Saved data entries
■ ■ ■ ■ ■ ■ ■
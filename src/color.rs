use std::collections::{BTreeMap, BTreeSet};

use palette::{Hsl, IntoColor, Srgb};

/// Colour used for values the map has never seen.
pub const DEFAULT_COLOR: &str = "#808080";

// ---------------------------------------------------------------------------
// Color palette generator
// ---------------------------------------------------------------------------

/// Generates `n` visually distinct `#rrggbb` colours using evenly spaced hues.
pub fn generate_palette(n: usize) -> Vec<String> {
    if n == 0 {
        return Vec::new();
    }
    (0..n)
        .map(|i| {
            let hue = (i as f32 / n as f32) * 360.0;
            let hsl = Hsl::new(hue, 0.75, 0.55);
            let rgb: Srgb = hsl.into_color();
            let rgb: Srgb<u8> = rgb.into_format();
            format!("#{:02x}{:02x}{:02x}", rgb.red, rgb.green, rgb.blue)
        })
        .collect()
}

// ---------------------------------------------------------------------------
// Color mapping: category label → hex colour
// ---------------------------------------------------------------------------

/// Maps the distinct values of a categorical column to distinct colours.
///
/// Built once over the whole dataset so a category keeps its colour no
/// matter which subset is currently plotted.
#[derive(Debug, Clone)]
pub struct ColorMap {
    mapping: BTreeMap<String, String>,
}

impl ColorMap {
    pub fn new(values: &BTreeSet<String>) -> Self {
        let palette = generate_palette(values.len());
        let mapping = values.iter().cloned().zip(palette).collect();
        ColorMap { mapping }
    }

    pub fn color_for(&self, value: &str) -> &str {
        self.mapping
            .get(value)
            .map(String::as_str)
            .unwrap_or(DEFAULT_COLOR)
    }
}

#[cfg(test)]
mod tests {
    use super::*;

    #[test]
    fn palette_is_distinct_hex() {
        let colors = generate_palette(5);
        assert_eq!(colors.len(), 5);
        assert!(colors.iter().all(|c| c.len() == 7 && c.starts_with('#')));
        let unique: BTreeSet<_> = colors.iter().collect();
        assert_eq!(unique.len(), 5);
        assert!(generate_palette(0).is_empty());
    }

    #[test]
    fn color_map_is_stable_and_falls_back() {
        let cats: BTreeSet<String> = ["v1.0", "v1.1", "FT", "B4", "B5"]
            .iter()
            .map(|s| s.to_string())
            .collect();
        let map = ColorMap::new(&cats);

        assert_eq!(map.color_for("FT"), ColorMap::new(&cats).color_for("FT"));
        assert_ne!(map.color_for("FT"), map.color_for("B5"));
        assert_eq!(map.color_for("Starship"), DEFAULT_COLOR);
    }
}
■ ■ ■ ■ ■ ■ ■
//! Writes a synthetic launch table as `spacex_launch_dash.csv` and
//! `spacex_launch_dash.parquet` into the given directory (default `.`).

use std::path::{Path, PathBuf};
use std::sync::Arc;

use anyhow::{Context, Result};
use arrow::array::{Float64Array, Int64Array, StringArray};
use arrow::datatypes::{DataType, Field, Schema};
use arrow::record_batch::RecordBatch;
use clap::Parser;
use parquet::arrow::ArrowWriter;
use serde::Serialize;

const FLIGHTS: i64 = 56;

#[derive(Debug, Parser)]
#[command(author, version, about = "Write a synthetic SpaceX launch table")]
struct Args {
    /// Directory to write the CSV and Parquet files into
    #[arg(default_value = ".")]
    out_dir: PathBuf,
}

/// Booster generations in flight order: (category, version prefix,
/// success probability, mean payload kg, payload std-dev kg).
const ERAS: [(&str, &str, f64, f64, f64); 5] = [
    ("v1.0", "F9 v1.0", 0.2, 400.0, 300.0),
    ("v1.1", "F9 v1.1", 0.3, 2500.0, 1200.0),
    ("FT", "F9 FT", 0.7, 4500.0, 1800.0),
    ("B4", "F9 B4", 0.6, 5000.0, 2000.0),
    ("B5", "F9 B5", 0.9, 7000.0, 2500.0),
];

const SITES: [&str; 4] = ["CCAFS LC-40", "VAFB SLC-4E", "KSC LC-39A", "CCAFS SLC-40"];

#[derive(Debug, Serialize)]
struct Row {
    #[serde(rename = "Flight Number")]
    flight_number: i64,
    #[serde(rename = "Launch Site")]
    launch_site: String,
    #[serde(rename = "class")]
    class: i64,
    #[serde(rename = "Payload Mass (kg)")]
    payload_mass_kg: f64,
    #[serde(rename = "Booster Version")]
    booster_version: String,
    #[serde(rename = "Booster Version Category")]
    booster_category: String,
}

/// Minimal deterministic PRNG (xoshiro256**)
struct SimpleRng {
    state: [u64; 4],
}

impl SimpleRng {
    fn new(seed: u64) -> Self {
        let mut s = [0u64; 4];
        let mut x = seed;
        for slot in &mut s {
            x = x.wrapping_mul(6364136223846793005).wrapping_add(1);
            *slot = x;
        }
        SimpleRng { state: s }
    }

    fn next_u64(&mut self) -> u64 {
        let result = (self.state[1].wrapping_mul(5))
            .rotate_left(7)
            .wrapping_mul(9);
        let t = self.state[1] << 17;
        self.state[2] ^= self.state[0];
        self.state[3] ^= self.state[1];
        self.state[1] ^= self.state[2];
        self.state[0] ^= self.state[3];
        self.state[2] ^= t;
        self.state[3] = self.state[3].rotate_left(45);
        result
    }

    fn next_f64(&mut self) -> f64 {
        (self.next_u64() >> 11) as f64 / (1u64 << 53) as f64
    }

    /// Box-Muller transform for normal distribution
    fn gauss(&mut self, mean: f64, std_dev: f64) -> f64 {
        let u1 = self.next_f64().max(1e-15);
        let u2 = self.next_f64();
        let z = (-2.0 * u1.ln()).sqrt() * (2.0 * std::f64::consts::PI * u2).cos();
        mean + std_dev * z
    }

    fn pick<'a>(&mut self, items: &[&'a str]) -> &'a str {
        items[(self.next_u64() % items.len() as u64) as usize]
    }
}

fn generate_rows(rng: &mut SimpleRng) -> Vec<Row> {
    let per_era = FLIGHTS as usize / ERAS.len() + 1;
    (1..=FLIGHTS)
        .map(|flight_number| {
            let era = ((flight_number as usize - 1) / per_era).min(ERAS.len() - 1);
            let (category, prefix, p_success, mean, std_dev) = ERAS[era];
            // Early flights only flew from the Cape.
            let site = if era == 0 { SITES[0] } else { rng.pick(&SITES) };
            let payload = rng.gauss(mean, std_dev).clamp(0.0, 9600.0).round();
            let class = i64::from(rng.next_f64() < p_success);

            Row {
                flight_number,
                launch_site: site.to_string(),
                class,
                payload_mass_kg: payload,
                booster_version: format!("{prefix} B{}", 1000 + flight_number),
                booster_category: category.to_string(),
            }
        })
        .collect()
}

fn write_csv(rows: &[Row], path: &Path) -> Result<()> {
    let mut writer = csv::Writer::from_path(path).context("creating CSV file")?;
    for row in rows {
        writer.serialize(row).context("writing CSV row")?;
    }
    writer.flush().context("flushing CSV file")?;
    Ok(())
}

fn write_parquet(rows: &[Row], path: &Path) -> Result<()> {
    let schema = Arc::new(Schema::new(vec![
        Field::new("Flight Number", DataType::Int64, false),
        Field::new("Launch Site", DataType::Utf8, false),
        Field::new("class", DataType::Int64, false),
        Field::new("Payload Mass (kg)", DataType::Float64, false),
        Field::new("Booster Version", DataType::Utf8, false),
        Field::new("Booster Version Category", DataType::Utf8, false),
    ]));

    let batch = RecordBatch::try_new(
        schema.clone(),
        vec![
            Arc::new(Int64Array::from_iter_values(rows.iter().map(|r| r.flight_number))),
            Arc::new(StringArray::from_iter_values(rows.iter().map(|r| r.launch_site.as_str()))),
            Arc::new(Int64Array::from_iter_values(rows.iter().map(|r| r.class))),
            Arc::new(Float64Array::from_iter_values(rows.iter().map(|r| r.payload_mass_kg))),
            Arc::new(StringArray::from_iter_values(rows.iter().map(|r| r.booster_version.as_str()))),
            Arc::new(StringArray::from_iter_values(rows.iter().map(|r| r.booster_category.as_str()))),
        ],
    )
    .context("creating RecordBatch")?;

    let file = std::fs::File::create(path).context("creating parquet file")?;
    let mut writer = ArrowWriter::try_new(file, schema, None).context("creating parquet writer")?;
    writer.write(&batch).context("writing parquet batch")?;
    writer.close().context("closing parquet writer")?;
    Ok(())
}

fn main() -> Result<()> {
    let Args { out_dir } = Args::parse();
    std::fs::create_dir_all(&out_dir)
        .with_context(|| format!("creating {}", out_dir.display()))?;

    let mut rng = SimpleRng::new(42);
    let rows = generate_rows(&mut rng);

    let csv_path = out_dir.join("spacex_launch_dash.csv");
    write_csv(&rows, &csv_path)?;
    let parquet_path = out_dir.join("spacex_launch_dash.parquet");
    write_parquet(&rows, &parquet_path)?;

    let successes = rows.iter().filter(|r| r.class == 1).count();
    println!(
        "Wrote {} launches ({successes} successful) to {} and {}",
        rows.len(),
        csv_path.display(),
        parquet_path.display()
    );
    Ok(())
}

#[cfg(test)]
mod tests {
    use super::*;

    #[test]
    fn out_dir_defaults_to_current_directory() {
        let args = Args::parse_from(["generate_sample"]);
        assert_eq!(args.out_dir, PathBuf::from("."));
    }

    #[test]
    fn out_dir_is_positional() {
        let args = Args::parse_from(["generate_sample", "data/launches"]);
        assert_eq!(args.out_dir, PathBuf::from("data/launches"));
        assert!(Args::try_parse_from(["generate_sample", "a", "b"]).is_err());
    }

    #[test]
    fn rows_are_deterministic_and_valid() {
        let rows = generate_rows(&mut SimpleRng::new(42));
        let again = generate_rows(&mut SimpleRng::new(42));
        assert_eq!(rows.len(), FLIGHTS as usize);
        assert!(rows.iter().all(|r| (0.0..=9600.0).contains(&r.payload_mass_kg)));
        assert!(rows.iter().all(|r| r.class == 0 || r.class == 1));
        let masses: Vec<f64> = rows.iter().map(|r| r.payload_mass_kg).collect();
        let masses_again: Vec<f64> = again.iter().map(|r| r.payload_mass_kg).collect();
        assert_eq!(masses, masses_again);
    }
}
■ ■ ■ ■ ■ ■ ■
For every line above that holds the word "launches", report the whole line.

        "Wrote {} launches ({successes} successful) to {} and {}",
        let args = Args::parse_from(["generate_sample", "data/launches"]);
        assert_eq!(args.out_dir, PathBuf::from("data/launches"));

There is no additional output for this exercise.